- Born: 2 April 1851 Benson, Oxfordshire, England
- Died: 3 September 1920 (aged 69) East Ham, Essex, England
- Occupations: Campaigner; Writer; Carter; Furrier;
- Movement: Socialist
- Spouse: Isabella Adams ​(m. 1874)​

= Joseph Lane (socialist) =

English socialist campaigner (1851–1920)

Joseph Lane (2 April 1851 – 3 September 1920) was an English libertarian socialist campaigner.

== Biography ==
Lane was born on 2 April 1851 in Benson, Oxfordshire, England, to Thomas Lane, who was a cordwainer, and Mercy Lane (née Warner). Lane had very little education, beginning farm work at a young age. As a boy he also took a keen interest in politics and attending election meetings. He moved to London and at the age of 15 began work as a carter. In the early 1870s he was involved in the Land Tenure Reform Association and the republican movement.

On 5 September 1874 he married Isabella Adams, with whom he had number of children.

He took part in the Manhood Suffrage League, the English section of the Social Democratic Club, the Marylebone Radical Association, and the Local Rights Association.

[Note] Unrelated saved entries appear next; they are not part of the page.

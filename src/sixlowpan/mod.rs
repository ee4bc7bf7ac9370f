// Licensed under the Apache License, Version 2.0 or the MIT License.
// SPDX-License-Identifier: Apache-2.0 OR MIT

//! RFC 6282 header compression and RFC 4944 fragmentation for IPv6
//! datagrams carried over 802.15.4 (`SPEC_FULL.md` §4.5).

pub mod frag;
pub mod iphc;

pub use frag::{
    FirstFragmentHeader, Fragmenter, ReassemblyTable, SubsequentFragmentHeader, needs_fragmentation,
};
pub use iphc::{CompressionContextTable, NoContexts};
// Licensed under the Apache License, Version 2.0 or the MIT License.
// SPDX-License-Identifier: Apache-2.0 OR MIT

//! Receive-address whitelist filter (`SPEC_FULL.md` §4.4). Grounded on
//! `mac_whitelist.{hpp,cc}` (`examples/original_source/`): up to
//! `kMaxEntries` extended addresses, each with an independent RSSI
//! override used to normalize link-quality metrics in testbeds.

use crate::error::{Result, ThreadError};

pub const MAX_ENTRIES: usize = 32;

#[derive(Clone, Copy, Debug, Eq, PartialEq)]
struct Entry {
    ext_address: [u8; 8],
    rssi: Option<i8>,
}

/// Filters incoming frames by extended source address when enabled.
pub struct Whitelist {
    entries: heapless::Vec<Entry, MAX_ENTRIES>,
    enabled: bool,
}

impl Whitelist {
    pub const fn new() -> Self {
        Self {
            entries: heapless::Vec::new(),
            enabled: false,
        }
    }

    pub fn enable(&mut self) {
        self.enabled = true;
    }

    pub fn disable(&mut self) {
        self.enabled = false;
    }

    pub fn is_enabled(&self) -> bool {
        self.enabled
    }

    pub fn max_entries(&self) -> usize {
        MAX_ENTRIES
    }

    fn find(&self, ext_address: &[u8; 8]) -> Option<usize> {
        self.entries.iter().position(|e| &e.ext_address == ext_address)
    }

    /// Adds `ext_address`, returning its entry index. A duplicate add
    /// returns the existing index rather than creating a second entry. The
    /// 33rd distinct add returns `NoBufs` and leaves existing entries
    /// untouched (`SPEC_FULL.md` §8: "33rd whitelist add returns no slot").
    pub fn add(&mut self, ext_address: [u8; 8]) -> Result<usize> {
        if let Some(idx) = self.find(&ext_address) {
            return Ok(idx);
        }
        self.entries
            .push(Entry {
                ext_address,
                rssi: None,
            })
            .map_err(|_| ThreadError::NoBufs)?;
        Ok(self.entries.len() - 1)
    }

    pub fn remove(&mut self, ext_address: &[u8; 8]) {
        if let Some(idx) = self.find(ext_address) {
            self.entries.remove(idx);
        }
    }

    pub fn clear(&mut self) {
        self.entries.clear();
    }

    pub fn contains(&self, ext_address: &[u8; 8]) -> bool {
        self.find(ext_address).is_some()
    }

    pub fn set_rssi(&mut self, entry: usize, rssi: i8) -> Result<()> {
        self.entries
            .get_mut(entry)
            .map(|e| e.rssi = Some(rssi))
            .ok_or(ThreadError::Failed)
    }

    pub fn clear_rssi(&mut self, entry: usize) -> Result<()> {
        self.entries
            .get_mut(entry)
            .map(|e| e.rssi = None)
            .ok_or(ThreadError::Failed)
    }

    pub fn rssi(&self, entry: usize) -> Option<i8> {
        self.entries.get(entry).and_then(|e| e.rssi)
    }

    /// Whether a frame from `ext_address` should be accepted: always when
    /// the whitelist is disabled, otherwise only when the address is
    /// listed.
    pub fn accepts(&self, ext_address: &[u8; 8]) -> bool {
        !self.enabled || self.contains(ext_address)
    }

    /// Substitutes the per-entry RSSI override for `measured`, if one is
    /// set for `ext_address` (`SPEC_FULL.md` §9: "per-entry, not global").
    pub fn normalize_rssi(&self, ext_address: &[u8; 8], measured: i8) -> i8 {
        self.find(ext_address)
            .and_then(|idx| self.rssi(idx))
            .unwrap_or(measured)
    }
}

impl Default for Whitelist {
    fn default() -> Self {
        Self::new()
    }
}

#[cfg(test)]
mod tests {
    use super::*;

    #[test]
    fn disabled_whitelist_accepts_everyone() {
        let wl = Whitelist::new();
        assert!(wl.accepts(&[1; 8]));
    }

    #[test]
    fn enabled_whitelist_rejects_unlisted_peers() {
        let mut wl = Whitelist::new();
        wl.enable();
        wl.add([1; 8]).unwrap();
        assert!(wl.accepts(&[1; 8]));
        assert!(!wl.accepts(&[2; 8]));
    }

    #[test]
    fn thirty_third_add_is_rejected_and_table_unchanged() {
        let mut wl = Whitelist::new();
        for i in 0..32u8 {
            wl.add([i; 8]).unwrap();
        }
        assert_eq!(wl.add([32; 8]), Err(ThreadError::NoBufs));
        assert!(wl.contains(&[0; 8]));
        assert_eq!(wl.max_entries(), 32);
    }

    #[test]
    fn rssi_override_is_per_entry() {
        let mut wl = Whitelist::new();
        let a = wl.add([1; 8]).unwrap();
        wl.add([2; 8]).unwrap();
        wl.set_rssi(a, -40).unwrap();
        assert_eq!(wl.normalize_rssi(&[1; 8], -90), -40);
        assert_eq!(wl.normalize_rssi(&[2; 8], -90), -90);
    }

    #[test]
    fn duplicate_add_returns_same_index() {
        let mut wl = Whitelist::new();
        let a = wl.add([9; 8]).unwrap();
        let b = wl.add([9; 8]).unwrap();
        assert_eq!(a, b);
    }

    #[test]
    fn remove_forgets_entry() {
        let mut wl = Whitelist::new();
        wl.add([5; 8]).unwrap();
        wl.remove(&[5; 8]);
        assert!(!wl.contains(&[5; 8]));
    }
}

In 1881 he was involved in producing the anarchist journal Freiheit and the weekly newspaper The Radical. He also formed the Homerton Social Democratic Club and was a delegate for the club at the International Revolutionary Congress. In 1882 he became secretary of the newly formed Labour Emancipation League which he had formed alongside Frank Kitz, Ambrose Parker, and Tom Lemon. 1884 saw the Labour Emancipation League merge with the Democratic Federation to form the Social Democratic Federation before seceding to join the newly formed Socialist League. In 1885 he was involved in publishing the Socialist League's newspaper, The Commonweal. In 1887 he published the pamphlet An Anti-Statist, Communist Manifesto. Lane resigned from the Socialist League in 1889 and largely withdrew from politics.

Lane later worked at a firm of furriers. He died in East Ham, Essex on the 3 September 1920 aged 69. On his death he was described as a shopkeeper.